真が冗談にとろうが、笑いで誤魔化そうが、そんなことはどうだっていい。俺達は2年前から“恋人”で、少し前から“パパとママ”だ。

真の変化に気付いたとき、一瞬不安になった。嬉しさのほうが断然勝ったんだけど、真にも仕事があって、やりたいこともあって、毎日充実してるって言葉も聞いていたから、子供には悪いけど、悲しむんじゃないかと思った。

まだまだ遊び足りないこともあるだろうし、社会人としてのキャリアを伸ばすのもこれからだと思う。なのに、このタイミングで発覚したのを真がどう思うかは俺にはわからないし、どう反応するのか想像すらできなかった。

お互いちゃんと避妊もしていたし、間違いなんてことはなかった。それでもきてくれたってことはこの子が望んできてくれたんだと思った。俺と真を親に選んでくれたからきてくれたんだと思った。だから、素直に嬉しかったし、真もそうであってほしいと思った。

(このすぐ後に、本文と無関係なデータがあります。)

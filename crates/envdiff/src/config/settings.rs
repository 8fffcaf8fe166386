//! Bootstrap settings, fixed for the lifetime of a differ.

use std::path::PathBuf;
use std::time::Duration;

use crate::git::RepoAddress;

use super::error::{ConfigError, Result};
use super::{DEFAULT_BRANCH, DEFAULT_CONFIG_PATH, DEFAULT_POLL_INTERVAL};

/// Settings the differ is started with, before any config document is read.
#[derive(Debug, Clone, PartialEq, Eq)]
pub struct DifferSettings {
    /// Root directory for mirrors, worktrees and checkout links.
    pub git_repo_dir: PathBuf,
    /// Address of the repository holding the config document.
    pub config_repo: String,
    pub config_branch: String,
    /// Path of the config document inside the config checkout.
    pub config_path: PathBuf,
    /// Used until a config document overrides it.
    pub poll_interval: Duration,
}

impl DifferSettings {
    pub fn new(git_repo_dir: impl Into<PathBuf>, config_repo: impl Into<String>) -> Self {
        Self {
            git_repo_dir: git_repo_dir.into(),
            config_repo: config_repo.into(),
            config_branch: DEFAULT_BRANCH.to_string(),
            config_path: PathBuf::from(DEFAULT_CONFIG_PATH),
            poll_interval: DEFAULT_POLL_INTERVAL,
        }
    }

    /// Checks the settings and returns the parsed config repository address.
    pub fn validate(&self) -> Result<RepoAddress> {
        if self.git_repo_dir.as_os_str().is_empty() {
            return Err(ConfigError::InvalidSettings(
                "git repository directory must not be empty".to_string(),
            ));
        }
        if self.config_branch.trim().is_empty() {
            return Err(ConfigError::InvalidSettings(
                "config branch must not be empty".to_string(),
            ));
        }
        if self.config_path.as_os_str().is_empty() || self.config_path.is_absolute() {
            return Err(ConfigError::InvalidSettings(format!(
                "config path '{}' must be a relative file path",
                self.config_path.display()
            )));
        }
        if self.poll_interval.is_zero() {
            return Err(ConfigError::InvalidSettings(
                "poll interval must be greater than zero".to_string(),
            ));
        }

        RepoAddress::parse(&self.config_repo)
            .map_err(|e| ConfigError::InvalidSettings(format!("config repository: {}", e)))
    }
}

#[cfg(test)]
mod tests {
    use super::*;

    #[test]
    fn test_defaults() {
        let settings = DifferSettings::new("/var/lib/envdiff", "git@github.com:weaveworks/config");
        assert_eq!(settings.config_branch, "master");
        assert_eq!(settings.config_path, PathBuf::from("envdiff.yaml"));
        assert_eq!(settings.poll_interval, Duration::from_secs(60));
        assert!(settings.validate().is_ok());
    }

    #[test]
    fn test_invalid_settings() {
        let base = DifferSettings::new("/var/lib/envdiff", "git@github.com:weaveworks/config");

        let mut settings = base.clone();
        settings.config_repo = "not a repository".to_string();
        assert!(matches!(
            settings.validate(),
            Err(ConfigError::InvalidSettings(_))
        ));

        let mut settings = base.clone();
        settings.config_branch = " ".to_string();
        assert!(settings.validate().is_err());

        let mut settings = base.clone();
        settings.poll_interval = Duration::ZERO;
        assert!(settings.validate().is_err());

        let mut settings = base;
        settings.config_path = PathBuf::from("/etc/envdiff.yaml");
        assert!(settings.validate().is_err());
    }
}
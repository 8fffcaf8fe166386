//! Command-line flags.

use std::net::SocketAddr;
use std::path::PathBuf;
use std::time::Duration;

use clap::Parser;
use envdiff::DifferSettings;

use crate::logging::LogFormat;

/// Continuously compares the source revisions deployed to two environments.
#[derive(Parser, Debug)]
#[command(author, version, about, long_about = None)]
pub struct Cli {
    /// Directory holding repository mirrors, worktrees and checkout links.
    #[arg(long, env = "ENVDIFF_GIT_REPO_DIR")]
    pub git_repo_dir: PathBuf,

    /// Repository containing the config document and manifests.
    #[arg(long, env = "ENVDIFF_CONFIG_REPO")]
    pub config_repo: String,

    #[arg(long, env = "ENVDIFF_CONFIG_BRANCH", default_value = envdiff::config::DEFAULT_BRANCH)]
    pub config_branch: String,

    /// Path of the config document inside the config repository.
    #[arg(long, env = "ENVDIFF_CONFIG_PATH", default_value = envdiff::config::DEFAULT_CONFIG_PATH)]
    pub config_path: PathBuf,

    /// Seconds between cycles until the config document sets its own interval.
    #[arg(long, env = "ENVDIFF_POLL_INTERVAL_SECS", default_value_t = 60)]
    pub poll_interval_secs: u64,

    /// The address to listen on.
    #[arg(long, env = "ENVDIFF_LISTEN_ADDRESS", default_value = "0.0.0.0:8080")]
    pub listen_address: SocketAddr,

    /// Log filter, e.g. `info` or `envdiff=debug`. Overrides RUST_LOG.
    #[arg(long, env = "ENVDIFF_LOG_LEVEL")]
    pub log_level: Option<String>,

    #[arg(long, value_enum, env = "ENVDIFF_LOG_FORMAT", default_value_t = LogFormat::Text)]
    pub log_format: LogFormat,
}

impl Cli {
    pub fn settings(&self) -> DifferSettings {
        DifferSettings {
            git_repo_dir: self.git_repo_dir.clone(),
            config_repo: self.config_repo.clone(),
            config_branch: self.config_branch.clone(),
            config_path: self.config_path.clone(),
            poll_interval: Duration::from_secs(self.poll_interval_secs),
        }
    }
}

#[cfg(test)]
mod tests {
    use super::*;

    #[test]
    fn test_defaults() {
        let cli = Cli::try_parse_from([
            "envdiff-server",
            "--git-repo-dir",
            "/var/lib/envdiff",
            "--config-repo",
            "git@github.com:weaveworks/config",
        ])
        .unwrap();

        assert_eq!(cli.listen_address, "0.0.0.0:8080".parse().unwrap());
        assert_eq!(cli.log_format, LogFormat::Text);

        let settings = cli.settings();
        assert_eq!(settings.config_branch, "master");
        assert_eq!(settings.config_path, PathBuf::from("envdiff.yaml"));
        assert_eq!(settings.poll_interval, Duration::from_secs(60));
    }

    #[test]
    fn test_overrides() {
        let cli = Cli::try_parse_from([
            "envdiff-server",
            "--git-repo-dir",
            "/data",
            "--config-repo",
            "https://github.com/weaveworks/config",
            "--config-branch",
            "main",
            "--poll-interval-secs",
            "15",
            "--log-format",
            "json",
        ])
        .unwrap();

        assert_eq!(cli.log_format, LogFormat::Json);
        assert_eq!(cli.settings().config_branch, "main");
        assert_eq!(cli.settings().poll_interval, Duration::from_secs(15));
    }

    #[test]
    fn test_requires_config_repo() {
        assert!(Cli::try_parse_from(["envdiff-server", "--git-repo-dir", "/data"]).is_err());
    }
}
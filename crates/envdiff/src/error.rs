use thiserror::Error;

use crate::config::ConfigError;
use crate::differ::DifferError;
use crate::git::{AddressError, GitError};
use crate::manifest::ManifestError;
use crate::policy::PolicyError;

#[derive(Error, Debug)]
pub enum EnvDiffError {
    #[error("Configuration error: {0}")]
    Config(#[from] ConfigError),

    #[error("Git error: {0}")]
    Git(#[from] GitError),

    #[error("Address error: {0}")]
    Address(#[from] AddressError),

    #[error("Manifest error: {0}")]
    Manifest(#[from] ManifestError),

    #[error("Policy error: {0}")]
    Policy(#[from] PolicyError),

    #[error("Differ error: {0}")]
    Differ(#[from] DifferError),

    #[error("I/O error: {0}")]
    Io(#[from] std::io::Error),
}

pub type Result<T> = std::result::Result<T, EnvDiffError>;
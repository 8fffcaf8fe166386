//! Shared helpers for envdiff integration tests.
//!
//! `RemoteRepo` is a plain working repository on disk that stands in for a
//! remote; tests commit to it and point the store at its `file://` URL.

#![allow(dead_code)]

use std::fs;
use std::path::{Path, PathBuf};
use std::process::Command;

use tempfile::TempDir;
use url::Url;

use envdiff::RepoAddress;

/// Runs git in `dir` with a fixed identity and no user configuration.
pub fn git(dir: &Path, args: &[&str]) -> String {
    let output = Command::new("git")
        .current_dir(dir)
        .args(["-c", "commit.gpgsign=false", "-c", "init.defaultBranch=master"])
        .args(args)
        .env("GIT_AUTHOR_NAME", "Test Author")
        .env("GIT_AUTHOR_EMAIL", "author@example.com")
        .env("GIT_COMMITTER_NAME", "Test Author")
        .env("GIT_COMMITTER_EMAIL", "author@example.com")
        .env("GIT_CONFIG_NOSYSTEM", "1")
        .output()
        .expect("failed to run git");

    assert!(
        output.status.success(),
        "git {:?} failed: {}",
        args,
        String::from_utf8_lossy(&output.stderr)
    );
    String::from_utf8_lossy(&output.stdout).trim().to_string()
}

/// A repository acting as a remote.
pub struct RemoteRepo {
    _dir: TempDir,
    pub path: PathBuf,
}

impl RemoteRepo {
    pub fn new(name: &str) -> Self {
        let dir = TempDir::new().expect("Failed to create temp directory");
        let path = dir.path().join(name);
        fs::create_dir_all(&path).expect("Failed to create repository directory");

        git(&path, &["init", "--quiet"]);
        git(&path, &["symbolic-ref", "HEAD", "refs/heads/master"]);

        Self { _dir: dir, path }
    }

    pub fn address(&self) -> RepoAddress {
        let url = Url::from_file_path(&self.path).expect("absolute repository path");
        RepoAddress::parse(url.as_str()).expect("file URL is a valid address")
    }

    pub fn write(&self, relative: &str, content: &str) {
        let path = self.path.join(relative);
        if let Some(parent) = path.parent() {
            fs::create_dir_all(parent).expect("Failed to create directory");
        }
        fs::write(path, content).expect("Failed to write file");
    }

    pub fn remove(&self, relative: &str) {
        fs::remove_file(self.path.join(relative)).expect("Failed to remove file");
    }

    /// Commits everything in the working tree and returns the new hash.
    pub fn commit(&self, subject: &str) -> String {
        git(&self.path, &["add", "--all"]);
        git(&self.path, &["commit", "--quiet", "--allow-empty", "-m", subject]);
        self.head()
    }

    pub fn head(&self) -> String {
        git(&self.path, &["rev-parse", "HEAD"])
    }

    pub fn create_branch(&self, name: &str) {
        git(&self.path, &["branch", name]);
    }
}

/// A Deployment manifest with one container per image.
pub fn deployment(namespace: &str, name: &str, images: &[&str]) -> String {
    let containers: String = images
        .iter()
        .map(|image| format!("      - image: {}\n", image))
        .collect();
    format!(
        "apiVersion: apps/v1\nkind: Deployment\nmetadata:\n  name: {}\n  namespace: {}\nspec:\n  template:\n    spec:\n      containers:\n{}",
        name, namespace, containers
    )
}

結婚なんて想像みたいに簡単なもんじゃないと思う。苦労もたくさんあって、子供がいるなら尚更大変なことは増えていくんだろうと思う。だけど、それでもその道を真となら一緒に歩んでいけそうな気がする。
いや、一緒に歩んでいきたい、そう思う。

それは俺の自己満足じゃなくて、本気で将来を考えた上での俺の気持ちだ。真となら、喧嘩しても、迷っても、どんな事があっても一緒に乗り越えられる。
本気でそう思うから、俺はこの日を待っていた。俺が真をどう思っているか、これからのことをどう考えているのか、この先も真と一緒にいたいんだっていう気持ちを伝えるために。